I think I'll have to revert it back now, while doing the painful work of keeping subsequent edits, and hope that major changes to the controversies section are referenced well. It's obvious why they need to be, and my original edits were. This time, much of the section was changed, even with reductions of information caused in the process, with absolutely no relevant references supporting the changes added, hence not supporting complementing articles with information. -- Northgrove 21:58, 9 August 2006 (UTC)
- OK, I've finished the revert and added this paragraph: It has however been claimed that this kind of storage is according to industry standard practices since over 40 years. to cover what was basically claimed in the former article, besides the ad-talk. -- Northgrove 22:31, 9 August 2006 (UTC)
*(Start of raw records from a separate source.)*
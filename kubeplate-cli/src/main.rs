//! kubeplate — render parameterized resource templates and apply them.
//!
//! # Usage
//!
//! ```text
//! kubeplate process <TEMPLATE> [-p NAME=VALUE]... [--param-file FILE] [--kind KIND]...
//!                              [--namespaces-only | --skip-namespaces] [-o yaml|json]
//! kubeplate apply <TEMPLATE> [rendering flags] [--context CTX] [-n NS] [--dry-run]
//! ```

mod commands;

use anyhow::Result;
use clap::{Parser, Subcommand};

use commands::{apply::ApplyArgs, process::ProcessArgs};

// ---------------------------------------------------------------------------
// CLI entry point
// ---------------------------------------------------------------------------

#[derive(Parser, Debug)]
#[command(
    name = "kubeplate",
    version,
    about = "Render parameterized resource templates and apply them to a cluster",
    long_about = None,
)]
struct Cli {
    /// Log at debug level unless RUST_LOG says otherwise.
    #[arg(short, long, global = true)]
    verbose: bool,

    #[command(subcommand)]
    command: Commands,
}

#[derive(Subcommand, Debug)]
enum Commands {
    /// Render a template and print the resulting objects.
    Process(ProcessArgs),

    /// Render a template and create or update its objects in the cluster.
    Apply(ApplyArgs),
}

// ---------------------------------------------------------------------------
// Main
// ---------------------------------------------------------------------------

#[tokio::main]
async fn main() -> Result<()> {
    let cli = Cli::parse();
    init_tracing(cli.verbose);
    match cli.command {
        Commands::Process(args) => args.run(),
        Commands::Apply(args) => args.run().await,
    }
}

fn init_tracing(verbose: bool) {
    use tracing_subscriber::{fmt, EnvFilter};

    let default_level = if verbose { "debug" } else { "info" };
    let filter =
        EnvFilter::try_from_default_env().unwrap_or_else(|_| EnvFilter::new(default_level));
    let _ = fmt()
        .with_env_filter(filter)
        .with_target(false)
        .with_writer(std::io::stderr)
        .try_init();
}
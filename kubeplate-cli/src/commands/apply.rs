//! `kubeplate apply` — render a template and reconcile it into a cluster.

use anyhow::{Context, Result};
use clap::Args;
use colored::Colorize;
use kube::config::KubeConfigOptions;
use kube::{Client, Config};
use tabled::{settings::Style, Table, Tabled};

use kubeplate_apply::{ApplyAction, ApplyOutcome, Applier, KubeClusterClient};
use kubeplate_core::RenderedObject;

use super::RenderArgs;

/// Arguments for `kubeplate apply`.
#[derive(Args, Debug)]
pub struct ApplyArgs {
    #[command(flatten)]
    pub render: RenderArgs,

    /// Kubeconfig context to use instead of the current one.
    #[arg(long, env = "KUBEPLATE_CONTEXT")]
    pub context: Option<String>,

    /// Namespace for namespaced objects that do not set one.
    #[arg(short, long, env = "KUBEPLATE_NAMESPACE")]
    pub namespace: Option<String>,

    /// Print what would be applied without contacting a cluster.
    #[arg(long)]
    pub dry_run: bool,
}

#[derive(Tabled)]
struct OutcomeRow {
    #[tabled(rename = "kind")]
    kind: String,
    #[tabled(rename = "name")]
    name: String,
    #[tabled(rename = "namespace")]
    namespace: String,
    #[tabled(rename = "result")]
    result: String,
}

impl ApplyArgs {
    pub async fn run(self) -> Result<()> {
        let objects = self.render.render()?;

        if self.dry_run {
            print_dry_run(&objects);
            return Ok(());
        }

        let client = connect(self.context.as_deref(), self.namespace.as_deref()).await?;
        let applier = Applier::new(KubeClusterClient::new(client));
        let outcomes = applier
            .apply(&objects)
            .await
            .with_context(|| format!("failed to apply '{}'", self.render.template.display()))?;
        print_outcomes(&outcomes);
        Ok(())
    }
}

async fn connect(context: Option<&str>, namespace: Option<&str>) -> Result<Client> {
    let mut config = match context {
        Some(context) => {
            let options = KubeConfigOptions {
                context: Some(context.to_string()),
                ..Default::default()
            };
            Config::from_kubeconfig(&options)
                .await
                .with_context(|| format!("failed to load kubeconfig context '{context}'"))?
        }
        None => Config::infer()
            .await
            .context("failed to infer cluster configuration")?,
    };
    if let Some(namespace) = namespace {
        config.default_namespace = namespace.to_string();
    }
    Client::try_from(config).context("failed to build cluster client")
}

fn print_dry_run(objects: &[RenderedObject]) {
    let rows: Vec<OutcomeRow> = objects
        .iter()
        .map(|obj| OutcomeRow {
            kind: obj.kind().unwrap_or("-").to_string(),
            name: obj.name().unwrap_or("-").to_string(),
            namespace: obj.namespace().unwrap_or("-").to_string(),
            result: if obj.object.is_some() {
                "would apply".to_string()
            } else {
                "skipped".bright_black().to_string()
            },
        })
        .collect();
    println!("[dry-run] {} objects rendered", objects.len());
    if rows.is_empty() {
        return;
    }
    let mut table = Table::new(rows);
    table.with(Style::rounded());
    println!("{table}");
}

fn print_outcomes(outcomes: &[ApplyOutcome]) {
    if outcomes.is_empty() {
        println!("Nothing to apply.");
        return;
    }
    let rows: Vec<OutcomeRow> = outcomes
        .iter()
        .map(|outcome| OutcomeRow {
            kind: outcome.id.kind.clone(),
            name: outcome.id.name.clone(),
            namespace: outcome.id.namespace.clone().unwrap_or_else(|| "-".to_string()),
            result: action_label(outcome.action),
        })
        .collect();
    let mut table = Table::new(rows);
    table.with(Style::rounded());
    println!("{table}");
}

fn action_label(action: ApplyAction) -> String {
    match action {
        ApplyAction::Created => action.to_string().green().bold().to_string(),
        ApplyAction::Updated => action.to_string().yellow().bold().to_string(),
    }
}
pub mod apply;
pub mod process;

use std::collections::HashMap;
use std::path::{Path, PathBuf};

use anyhow::{bail, Context, Result};
use clap::Args;

use kubeplate_core::{load::load_template, RenderedObject, Scheme};
use kubeplate_renderer::{filter, FilterFunc, Processor};

/// Flags shared by every command that renders a template.
#[derive(Args, Debug)]
pub struct RenderArgs {
    /// Template file (YAML or JSON).
    pub template: PathBuf,

    /// Parameter override, `NAME=VALUE`. Repeatable.
    #[arg(short = 'p', long = "param", value_name = "NAME=VALUE", value_parser = parse_param)]
    pub params: Vec<(String, String)>,

    /// File of `NAME=VALUE` lines; `-p` wins over entries in the file.
    #[arg(long, value_name = "FILE")]
    pub param_file: Option<PathBuf>,

    /// Keep only objects of this kind. Repeatable.
    #[arg(long = "kind", value_name = "KIND")]
    pub kinds: Vec<String>,

    /// Keep only Namespace objects.
    #[arg(long, conflicts_with = "skip_namespaces")]
    pub namespaces_only: bool,

    /// Drop Namespace objects.
    #[arg(long)]
    pub skip_namespaces: bool,
}

impl RenderArgs {
    /// Load, process and filter the template.
    pub fn render(&self) -> Result<Vec<RenderedObject>> {
        let mut template = load_template(&self.template)
            .with_context(|| format!("failed to load template '{}'", self.template.display()))?;
        let values = self.values()?;

        let processor = Processor::new(Scheme::with_builtin_types());
        processor
            .process(&mut template, &values, &self.filters())
            .with_context(|| format!("failed to render '{}'", self.template.display()))
    }

    fn values(&self) -> Result<HashMap<String, String>> {
        let mut values = match &self.param_file {
            Some(path) => read_param_file(path)?,
            None => HashMap::new(),
        };
        values.extend(self.params.iter().cloned());
        Ok(values)
    }

    fn filters(&self) -> Vec<FilterFunc> {
        let mut filters = Vec::new();
        if !self.kinds.is_empty() {
            filters.push(filter::retain_kinds(self.kinds.iter().cloned()));
        }
        if self.namespaces_only {
            filters.push(filter::retain_namespaces());
        }
        if self.skip_namespaces {
            filters.push(filter::retain_all_but_namespaces());
        }
        filters
    }
}

fn parse_param(raw: &str) -> std::result::Result<(String, String), String> {
    match raw.split_once('=') {
        Some((name, value)) if !name.trim().is_empty() => {
            Ok((name.trim().to_string(), value.to_string()))
        }
        _ => Err(format!("expected NAME=VALUE, got '{raw}'")),
    }
}

fn read_param_file(path: &Path) -> Result<HashMap<String, String>> {
    let contents = std::fs::read_to_string(path)
        .with_context(|| format!("failed to read parameter file '{}'", path.display()))?;
    let mut values = HashMap::new();
    for (idx, line) in contents.lines().enumerate() {
        let line = line.trim();
        if line.is_empty() || line.starts_with('#') {
            continue;
        }
        match parse_param(line) {
            Ok((name, value)) => {
                values.insert(name, value);
            }
            Err(err) => bail!("{}:{}: {err}", path.display(), idx + 1),
        }
    }
    Ok(values)
}
/// What an executed instruction did, from the scheduler's point of view.
enum Outcome {
    /// Retired on the primary duration.
    Done,
    /// Conditional fell through; the alternate duration applies.
    NotTaken,
    /// HLT retired; the CPU stops.
    Halted,
}

/// Intel 8080 CPU core with an interpreter-owned memory image.
///
/// The core is single-threaded and synchronous: callers own the stepping
/// loop and can break out of it whenever they choose. [`Cpu8080::step`]
/// costs one machine cycle per call, so a caller pacing `step()` against a
/// 2 MHz clock reproduces original hardware speed.
pub struct Cpu8080 {
    pub a: u8,
    pub b: u8,
    pub c: u8,
    pub d: u8,
    pub e: u8,
    pub h: u8,
    pub l: u8,
    pub sp: u16,
    pub pc: u16,
    pub flags: Flags,
    pub interrupts_enabled: bool,
    halted: bool,
    /// Cycles still owed to the previously retired instruction.
    wait: u8,
    memory: Vec<u8>,
    config: CpuConfig,
}

/// Register-pair selector embedded in bits 4..=5 of an opcode.
fn pair_code(op: u8) -> u8 {
    (op >> 4) & 0x3
}

/// Destination-register selector embedded in bits 3..=5 of an opcode.
fn dst_code(op: u8) -> u8 {
    (op >> 3) & 0x7
}

/// Source-register selector embedded in bits 0..=2 of an opcode.
fn src_code(op: u8) -> u8 {
    op & 0x7
}

/// Condition-code selector for Jcc/Ccc/Rcc (same bits as `dst_code`).
fn cond_code(op: u8) -> u8 {
    (op >> 3) & 0x7
}
use anyhow::Result;

fn main() -> Result<()> {
    env_logger::init();

    let mut args = std::env::args().skip(1);
    let Some(path) = args.next() else {
        eprintln!("usage: otto80 <image> [disasm]");
        std::process::exit(2);
    };
    let mode = args.next().unwrap_or_default();

    log::info!("loading program image {}", path);
    let image = std::fs::read(&path)?;

    if mode == "disasm" {
        otto80::disassemble(&image)
    } else {
        otto80::run(&image)
    }
}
[edit] It happened again *sigh*
A complete rewrite of the article to replace it by apparent bias and unencyclopedic, irrelevant, and unreferenced, content from an anonymous user, efficiently turning it into an advertisement (diff log) was reverted by me again. Please do counter the arguments in the criticism section if you have anything to add (while including references for what you are claiming), please do add any other material to the article in usual fashion, but please do the edits more carefully and definitely do not replace the entire article with unreferenced material. If you have more material to come up with, and propose large rewrites where information may be lost in the process, please bring that up on this talk page first. I don't want to be a jerk reverting back edits like these, but I am forced to treat them as acts of vandalism if basic Wikipedia ethics are not even close to being followed. Anonymous users 136.141.2.76 and 71.102.1.144 -- please take note of Wikipedia Etiquette. -- Northgrove 20:59, 15 August 2006 (UTC)
- IP2Location.com shows that IP address 136.141.2.76 maps to Rohm and Haas in Philadelphia, Pennsylvania, which explains a few things of the kind of problems here, being behind this product. I hope they will work to give their company a better name in the future by following common Wikipedia etiquette. -- Northgrove 21:27, 15 August 2006 (UTC)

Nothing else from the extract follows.